* _EXERCISE INSTRUCTIONS_
Look through the data that follows and work out how many lines contain the string "CardGridData". Nothing but that number should be given.

Segment Start: DATASET CONTENT

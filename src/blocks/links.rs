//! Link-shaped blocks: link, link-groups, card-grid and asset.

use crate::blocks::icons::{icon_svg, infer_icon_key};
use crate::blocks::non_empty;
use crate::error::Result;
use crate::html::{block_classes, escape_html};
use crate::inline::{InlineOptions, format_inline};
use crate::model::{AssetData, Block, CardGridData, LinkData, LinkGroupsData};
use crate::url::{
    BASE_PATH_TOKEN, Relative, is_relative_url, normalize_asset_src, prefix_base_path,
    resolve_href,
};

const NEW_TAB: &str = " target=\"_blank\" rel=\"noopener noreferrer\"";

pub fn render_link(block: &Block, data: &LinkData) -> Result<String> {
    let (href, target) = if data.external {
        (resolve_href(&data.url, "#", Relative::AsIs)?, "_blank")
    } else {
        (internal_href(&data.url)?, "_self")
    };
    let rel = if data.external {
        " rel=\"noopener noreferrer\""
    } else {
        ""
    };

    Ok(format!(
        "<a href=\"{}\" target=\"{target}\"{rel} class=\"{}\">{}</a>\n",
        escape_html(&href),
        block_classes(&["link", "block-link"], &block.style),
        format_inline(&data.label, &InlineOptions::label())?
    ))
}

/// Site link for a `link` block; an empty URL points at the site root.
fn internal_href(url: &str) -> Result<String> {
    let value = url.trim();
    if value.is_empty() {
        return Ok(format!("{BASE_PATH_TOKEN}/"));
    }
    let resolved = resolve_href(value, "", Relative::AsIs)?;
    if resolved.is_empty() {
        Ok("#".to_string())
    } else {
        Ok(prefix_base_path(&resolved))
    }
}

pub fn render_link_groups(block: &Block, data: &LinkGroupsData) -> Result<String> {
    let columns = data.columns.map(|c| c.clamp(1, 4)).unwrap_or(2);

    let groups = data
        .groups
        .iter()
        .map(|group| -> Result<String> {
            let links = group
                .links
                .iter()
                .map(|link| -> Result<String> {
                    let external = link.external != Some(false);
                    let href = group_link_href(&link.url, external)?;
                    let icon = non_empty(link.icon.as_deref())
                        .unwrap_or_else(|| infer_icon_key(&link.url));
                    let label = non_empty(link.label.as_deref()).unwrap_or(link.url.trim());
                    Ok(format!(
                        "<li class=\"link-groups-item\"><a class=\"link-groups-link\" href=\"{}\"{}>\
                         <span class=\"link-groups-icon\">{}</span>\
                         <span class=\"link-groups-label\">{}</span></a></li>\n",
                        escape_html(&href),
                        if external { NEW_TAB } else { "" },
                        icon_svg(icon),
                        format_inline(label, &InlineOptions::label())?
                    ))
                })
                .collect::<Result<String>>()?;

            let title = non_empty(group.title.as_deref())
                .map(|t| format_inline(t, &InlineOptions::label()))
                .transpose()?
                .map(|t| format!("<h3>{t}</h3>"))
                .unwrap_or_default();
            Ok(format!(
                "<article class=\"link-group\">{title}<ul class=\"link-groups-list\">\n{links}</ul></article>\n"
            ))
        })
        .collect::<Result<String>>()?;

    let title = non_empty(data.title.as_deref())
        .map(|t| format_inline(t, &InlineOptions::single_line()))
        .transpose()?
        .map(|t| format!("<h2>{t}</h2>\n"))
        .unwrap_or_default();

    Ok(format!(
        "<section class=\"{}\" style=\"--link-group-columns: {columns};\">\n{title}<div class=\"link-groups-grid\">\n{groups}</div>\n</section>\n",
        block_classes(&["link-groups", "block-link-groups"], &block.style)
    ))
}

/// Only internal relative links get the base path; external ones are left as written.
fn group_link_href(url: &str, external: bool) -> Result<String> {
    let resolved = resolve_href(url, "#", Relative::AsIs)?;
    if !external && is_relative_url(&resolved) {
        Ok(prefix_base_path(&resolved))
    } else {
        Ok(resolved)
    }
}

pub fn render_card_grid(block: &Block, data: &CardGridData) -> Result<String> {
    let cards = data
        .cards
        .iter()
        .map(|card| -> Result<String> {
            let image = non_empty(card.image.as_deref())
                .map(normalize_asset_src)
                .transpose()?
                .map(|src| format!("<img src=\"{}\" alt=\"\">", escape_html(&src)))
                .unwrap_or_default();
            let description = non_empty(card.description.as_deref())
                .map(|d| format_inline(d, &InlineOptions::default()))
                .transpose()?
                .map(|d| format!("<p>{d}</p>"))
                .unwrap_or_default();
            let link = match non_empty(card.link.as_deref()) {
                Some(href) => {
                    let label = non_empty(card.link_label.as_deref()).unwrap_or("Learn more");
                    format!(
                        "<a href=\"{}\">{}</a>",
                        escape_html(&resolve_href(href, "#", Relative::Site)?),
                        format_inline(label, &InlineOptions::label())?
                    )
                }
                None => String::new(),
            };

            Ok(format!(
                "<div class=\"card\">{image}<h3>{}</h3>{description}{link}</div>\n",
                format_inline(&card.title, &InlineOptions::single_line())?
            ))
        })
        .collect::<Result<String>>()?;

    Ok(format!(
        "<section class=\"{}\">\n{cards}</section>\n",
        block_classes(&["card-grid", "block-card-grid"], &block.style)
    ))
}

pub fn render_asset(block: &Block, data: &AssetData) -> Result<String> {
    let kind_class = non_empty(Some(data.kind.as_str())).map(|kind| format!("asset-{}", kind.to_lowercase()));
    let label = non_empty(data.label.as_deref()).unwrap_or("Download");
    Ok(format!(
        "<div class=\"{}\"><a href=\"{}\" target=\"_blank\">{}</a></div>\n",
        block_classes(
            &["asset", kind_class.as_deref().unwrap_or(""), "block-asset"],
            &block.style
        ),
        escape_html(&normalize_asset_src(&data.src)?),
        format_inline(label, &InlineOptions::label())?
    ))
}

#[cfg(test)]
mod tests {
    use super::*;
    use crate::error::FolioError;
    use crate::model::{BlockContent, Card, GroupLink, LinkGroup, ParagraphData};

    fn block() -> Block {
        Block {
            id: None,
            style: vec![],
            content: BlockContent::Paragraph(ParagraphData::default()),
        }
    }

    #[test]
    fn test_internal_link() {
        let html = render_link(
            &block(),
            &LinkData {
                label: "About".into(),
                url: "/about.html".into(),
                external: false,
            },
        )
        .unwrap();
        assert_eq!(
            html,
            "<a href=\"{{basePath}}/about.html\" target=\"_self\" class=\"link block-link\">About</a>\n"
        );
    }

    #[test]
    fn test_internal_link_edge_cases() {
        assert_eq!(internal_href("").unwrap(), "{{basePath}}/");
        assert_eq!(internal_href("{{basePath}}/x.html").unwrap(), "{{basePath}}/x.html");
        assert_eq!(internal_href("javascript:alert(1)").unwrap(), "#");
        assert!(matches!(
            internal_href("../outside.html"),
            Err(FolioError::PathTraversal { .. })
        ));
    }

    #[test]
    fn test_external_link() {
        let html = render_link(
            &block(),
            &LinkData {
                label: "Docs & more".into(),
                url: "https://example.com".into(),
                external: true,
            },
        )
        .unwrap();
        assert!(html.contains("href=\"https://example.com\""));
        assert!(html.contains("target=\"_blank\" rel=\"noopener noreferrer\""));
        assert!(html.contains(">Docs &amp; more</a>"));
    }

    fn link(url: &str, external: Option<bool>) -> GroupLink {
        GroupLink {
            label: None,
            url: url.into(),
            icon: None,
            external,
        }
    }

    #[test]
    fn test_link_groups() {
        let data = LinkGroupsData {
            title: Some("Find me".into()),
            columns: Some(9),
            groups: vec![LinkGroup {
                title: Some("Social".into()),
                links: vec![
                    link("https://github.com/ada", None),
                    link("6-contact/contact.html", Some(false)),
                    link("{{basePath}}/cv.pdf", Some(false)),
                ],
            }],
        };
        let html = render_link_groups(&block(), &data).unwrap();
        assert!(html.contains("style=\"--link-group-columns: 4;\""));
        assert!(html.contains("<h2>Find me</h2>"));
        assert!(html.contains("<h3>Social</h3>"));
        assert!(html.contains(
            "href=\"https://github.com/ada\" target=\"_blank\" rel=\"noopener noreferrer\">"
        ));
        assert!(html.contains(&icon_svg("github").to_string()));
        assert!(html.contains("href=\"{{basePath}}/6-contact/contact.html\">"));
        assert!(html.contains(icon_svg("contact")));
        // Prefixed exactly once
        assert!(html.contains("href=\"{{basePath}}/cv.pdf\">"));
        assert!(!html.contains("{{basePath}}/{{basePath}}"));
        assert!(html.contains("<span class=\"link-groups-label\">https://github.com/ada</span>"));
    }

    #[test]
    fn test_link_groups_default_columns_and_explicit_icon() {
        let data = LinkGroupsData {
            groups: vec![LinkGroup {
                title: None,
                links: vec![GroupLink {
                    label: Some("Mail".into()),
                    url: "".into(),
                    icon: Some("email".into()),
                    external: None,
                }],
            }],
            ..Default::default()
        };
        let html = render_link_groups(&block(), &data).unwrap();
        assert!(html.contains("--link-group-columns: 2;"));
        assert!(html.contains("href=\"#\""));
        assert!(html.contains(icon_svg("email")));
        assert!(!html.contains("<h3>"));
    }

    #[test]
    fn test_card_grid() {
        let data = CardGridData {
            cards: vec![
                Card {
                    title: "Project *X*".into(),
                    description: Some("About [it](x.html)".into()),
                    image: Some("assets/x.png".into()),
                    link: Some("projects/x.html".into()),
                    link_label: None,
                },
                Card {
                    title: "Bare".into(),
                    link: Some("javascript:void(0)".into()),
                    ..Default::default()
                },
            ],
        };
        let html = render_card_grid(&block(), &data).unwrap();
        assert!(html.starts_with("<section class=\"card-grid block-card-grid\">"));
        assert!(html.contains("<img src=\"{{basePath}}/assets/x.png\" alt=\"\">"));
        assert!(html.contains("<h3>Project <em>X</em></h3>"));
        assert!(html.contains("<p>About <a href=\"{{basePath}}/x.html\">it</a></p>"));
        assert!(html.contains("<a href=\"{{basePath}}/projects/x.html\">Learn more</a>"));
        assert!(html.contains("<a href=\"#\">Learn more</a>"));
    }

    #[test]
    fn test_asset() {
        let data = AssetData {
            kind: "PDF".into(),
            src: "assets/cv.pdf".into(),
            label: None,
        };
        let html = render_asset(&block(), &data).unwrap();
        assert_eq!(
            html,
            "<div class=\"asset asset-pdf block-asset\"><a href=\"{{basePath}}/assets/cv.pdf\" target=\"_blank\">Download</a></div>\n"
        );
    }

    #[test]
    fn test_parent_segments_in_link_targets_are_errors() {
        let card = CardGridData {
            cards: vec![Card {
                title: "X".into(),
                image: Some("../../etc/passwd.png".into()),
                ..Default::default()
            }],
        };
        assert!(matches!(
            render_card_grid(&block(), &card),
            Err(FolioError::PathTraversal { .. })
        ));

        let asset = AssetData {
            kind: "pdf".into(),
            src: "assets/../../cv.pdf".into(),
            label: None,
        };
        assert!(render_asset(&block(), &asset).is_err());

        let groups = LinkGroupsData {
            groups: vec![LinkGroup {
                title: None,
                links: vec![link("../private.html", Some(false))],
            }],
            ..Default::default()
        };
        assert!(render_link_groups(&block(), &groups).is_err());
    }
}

Segment End: DATASET CONTENT
Segment Start: DATASET CONTENT

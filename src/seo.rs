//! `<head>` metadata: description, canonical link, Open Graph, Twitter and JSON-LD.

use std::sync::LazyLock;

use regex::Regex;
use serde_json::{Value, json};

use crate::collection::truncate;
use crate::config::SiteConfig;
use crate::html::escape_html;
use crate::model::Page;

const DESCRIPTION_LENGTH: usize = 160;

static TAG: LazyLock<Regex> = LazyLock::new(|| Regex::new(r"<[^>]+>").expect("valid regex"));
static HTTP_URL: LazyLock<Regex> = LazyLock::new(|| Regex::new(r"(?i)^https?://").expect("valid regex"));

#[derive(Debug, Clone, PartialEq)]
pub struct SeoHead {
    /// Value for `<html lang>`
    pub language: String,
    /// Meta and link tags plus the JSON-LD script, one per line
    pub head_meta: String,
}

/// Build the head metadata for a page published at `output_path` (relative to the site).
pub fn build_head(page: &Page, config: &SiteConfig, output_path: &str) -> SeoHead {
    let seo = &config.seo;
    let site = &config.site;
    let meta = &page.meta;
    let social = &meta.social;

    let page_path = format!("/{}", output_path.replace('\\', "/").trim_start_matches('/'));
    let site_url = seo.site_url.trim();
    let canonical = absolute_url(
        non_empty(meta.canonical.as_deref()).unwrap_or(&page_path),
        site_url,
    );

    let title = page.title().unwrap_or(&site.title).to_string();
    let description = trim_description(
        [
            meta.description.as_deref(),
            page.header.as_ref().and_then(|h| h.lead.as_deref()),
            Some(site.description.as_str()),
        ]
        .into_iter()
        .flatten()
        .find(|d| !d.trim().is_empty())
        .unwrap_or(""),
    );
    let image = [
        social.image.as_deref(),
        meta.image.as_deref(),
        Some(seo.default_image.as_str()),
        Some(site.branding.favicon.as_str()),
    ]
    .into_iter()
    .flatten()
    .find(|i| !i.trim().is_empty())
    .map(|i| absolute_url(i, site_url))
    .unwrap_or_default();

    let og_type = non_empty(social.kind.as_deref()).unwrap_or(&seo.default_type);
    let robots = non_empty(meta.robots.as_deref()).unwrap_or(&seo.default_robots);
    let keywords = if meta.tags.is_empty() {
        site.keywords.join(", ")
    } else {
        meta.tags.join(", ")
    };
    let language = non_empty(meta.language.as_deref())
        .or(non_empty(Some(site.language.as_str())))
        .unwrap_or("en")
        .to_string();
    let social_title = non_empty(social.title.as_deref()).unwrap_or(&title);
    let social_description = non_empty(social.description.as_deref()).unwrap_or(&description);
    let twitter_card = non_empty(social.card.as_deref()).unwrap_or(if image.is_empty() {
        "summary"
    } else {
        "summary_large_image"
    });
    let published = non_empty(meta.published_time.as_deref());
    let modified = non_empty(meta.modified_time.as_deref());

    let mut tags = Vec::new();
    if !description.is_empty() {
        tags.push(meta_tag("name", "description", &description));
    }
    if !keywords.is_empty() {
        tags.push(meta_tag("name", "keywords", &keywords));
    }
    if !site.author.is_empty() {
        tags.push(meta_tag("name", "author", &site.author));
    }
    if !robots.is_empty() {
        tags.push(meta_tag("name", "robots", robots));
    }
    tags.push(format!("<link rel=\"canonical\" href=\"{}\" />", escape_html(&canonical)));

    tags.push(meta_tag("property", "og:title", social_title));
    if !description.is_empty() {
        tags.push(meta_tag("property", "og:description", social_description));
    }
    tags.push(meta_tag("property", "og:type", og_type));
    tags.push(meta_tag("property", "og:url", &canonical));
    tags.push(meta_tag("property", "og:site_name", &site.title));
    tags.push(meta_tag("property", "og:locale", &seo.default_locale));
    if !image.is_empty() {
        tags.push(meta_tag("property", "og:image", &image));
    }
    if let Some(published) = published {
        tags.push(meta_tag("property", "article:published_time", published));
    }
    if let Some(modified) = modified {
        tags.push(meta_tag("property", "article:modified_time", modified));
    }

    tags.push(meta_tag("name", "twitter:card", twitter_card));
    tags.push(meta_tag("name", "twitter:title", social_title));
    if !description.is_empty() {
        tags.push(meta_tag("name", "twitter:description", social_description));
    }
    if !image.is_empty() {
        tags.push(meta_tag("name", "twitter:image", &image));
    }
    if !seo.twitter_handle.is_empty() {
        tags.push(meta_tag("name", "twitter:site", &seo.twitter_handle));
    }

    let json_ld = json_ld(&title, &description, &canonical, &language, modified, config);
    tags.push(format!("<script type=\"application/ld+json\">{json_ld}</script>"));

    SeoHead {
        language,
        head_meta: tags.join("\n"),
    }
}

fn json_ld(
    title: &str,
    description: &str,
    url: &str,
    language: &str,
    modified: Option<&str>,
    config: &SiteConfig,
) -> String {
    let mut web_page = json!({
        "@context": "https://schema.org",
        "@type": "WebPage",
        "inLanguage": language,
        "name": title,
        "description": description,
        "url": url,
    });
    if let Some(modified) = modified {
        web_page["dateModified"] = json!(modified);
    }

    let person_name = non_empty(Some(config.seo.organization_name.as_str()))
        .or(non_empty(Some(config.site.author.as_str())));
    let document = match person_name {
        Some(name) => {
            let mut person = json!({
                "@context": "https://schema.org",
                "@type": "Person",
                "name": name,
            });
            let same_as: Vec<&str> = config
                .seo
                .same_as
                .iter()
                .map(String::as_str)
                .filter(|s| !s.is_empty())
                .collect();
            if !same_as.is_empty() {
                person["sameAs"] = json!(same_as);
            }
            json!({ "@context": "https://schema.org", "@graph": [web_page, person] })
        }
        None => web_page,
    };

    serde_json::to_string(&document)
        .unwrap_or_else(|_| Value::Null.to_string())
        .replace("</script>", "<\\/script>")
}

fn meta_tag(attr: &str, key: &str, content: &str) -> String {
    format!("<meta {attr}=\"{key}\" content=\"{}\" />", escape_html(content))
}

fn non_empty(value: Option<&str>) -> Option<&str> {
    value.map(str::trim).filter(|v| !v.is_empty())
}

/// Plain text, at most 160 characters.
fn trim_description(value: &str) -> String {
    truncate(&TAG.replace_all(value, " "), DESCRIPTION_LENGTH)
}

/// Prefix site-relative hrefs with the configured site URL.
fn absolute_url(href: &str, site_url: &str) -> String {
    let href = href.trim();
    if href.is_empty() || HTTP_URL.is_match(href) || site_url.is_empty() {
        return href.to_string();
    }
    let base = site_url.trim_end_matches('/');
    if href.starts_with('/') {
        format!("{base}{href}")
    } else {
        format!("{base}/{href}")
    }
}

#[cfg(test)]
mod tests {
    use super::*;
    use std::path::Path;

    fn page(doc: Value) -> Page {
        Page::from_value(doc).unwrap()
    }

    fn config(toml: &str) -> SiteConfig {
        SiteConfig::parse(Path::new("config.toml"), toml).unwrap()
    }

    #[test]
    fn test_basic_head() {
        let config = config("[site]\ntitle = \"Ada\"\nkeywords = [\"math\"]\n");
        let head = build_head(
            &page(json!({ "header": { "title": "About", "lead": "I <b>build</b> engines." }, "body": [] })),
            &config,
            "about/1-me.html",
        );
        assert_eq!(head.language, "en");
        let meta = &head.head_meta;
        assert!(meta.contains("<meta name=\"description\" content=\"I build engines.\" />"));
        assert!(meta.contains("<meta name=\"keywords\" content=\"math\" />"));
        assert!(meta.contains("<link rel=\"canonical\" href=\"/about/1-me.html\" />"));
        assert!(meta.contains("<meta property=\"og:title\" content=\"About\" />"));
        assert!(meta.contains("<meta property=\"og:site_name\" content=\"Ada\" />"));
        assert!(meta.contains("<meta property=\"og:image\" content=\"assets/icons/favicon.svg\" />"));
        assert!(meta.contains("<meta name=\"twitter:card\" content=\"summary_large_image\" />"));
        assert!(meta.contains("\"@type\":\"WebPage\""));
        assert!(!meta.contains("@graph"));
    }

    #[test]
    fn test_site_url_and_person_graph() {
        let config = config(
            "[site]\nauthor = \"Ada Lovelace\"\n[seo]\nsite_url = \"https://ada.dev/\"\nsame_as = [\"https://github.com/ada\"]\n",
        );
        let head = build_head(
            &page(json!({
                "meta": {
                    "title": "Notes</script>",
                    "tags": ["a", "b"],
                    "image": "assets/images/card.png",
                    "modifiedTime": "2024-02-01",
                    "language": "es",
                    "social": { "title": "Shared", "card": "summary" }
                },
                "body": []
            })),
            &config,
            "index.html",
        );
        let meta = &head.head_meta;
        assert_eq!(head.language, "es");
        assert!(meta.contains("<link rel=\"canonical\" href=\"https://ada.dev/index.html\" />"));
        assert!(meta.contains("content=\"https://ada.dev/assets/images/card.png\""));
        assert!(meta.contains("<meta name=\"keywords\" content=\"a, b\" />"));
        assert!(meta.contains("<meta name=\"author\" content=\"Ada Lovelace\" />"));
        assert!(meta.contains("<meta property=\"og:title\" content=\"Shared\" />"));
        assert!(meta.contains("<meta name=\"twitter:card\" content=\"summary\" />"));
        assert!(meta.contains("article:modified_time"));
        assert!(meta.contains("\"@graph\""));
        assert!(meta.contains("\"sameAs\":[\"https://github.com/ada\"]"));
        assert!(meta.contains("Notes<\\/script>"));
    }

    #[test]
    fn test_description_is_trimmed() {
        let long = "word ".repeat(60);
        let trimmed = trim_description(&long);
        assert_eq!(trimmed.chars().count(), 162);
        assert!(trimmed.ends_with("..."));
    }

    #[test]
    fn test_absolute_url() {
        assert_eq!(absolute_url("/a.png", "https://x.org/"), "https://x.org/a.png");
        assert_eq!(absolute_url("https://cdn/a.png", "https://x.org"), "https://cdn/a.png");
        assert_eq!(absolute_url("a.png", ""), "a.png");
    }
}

Segment End: DATASET CONTENT

* _ANSWER FOR THE TASK_
4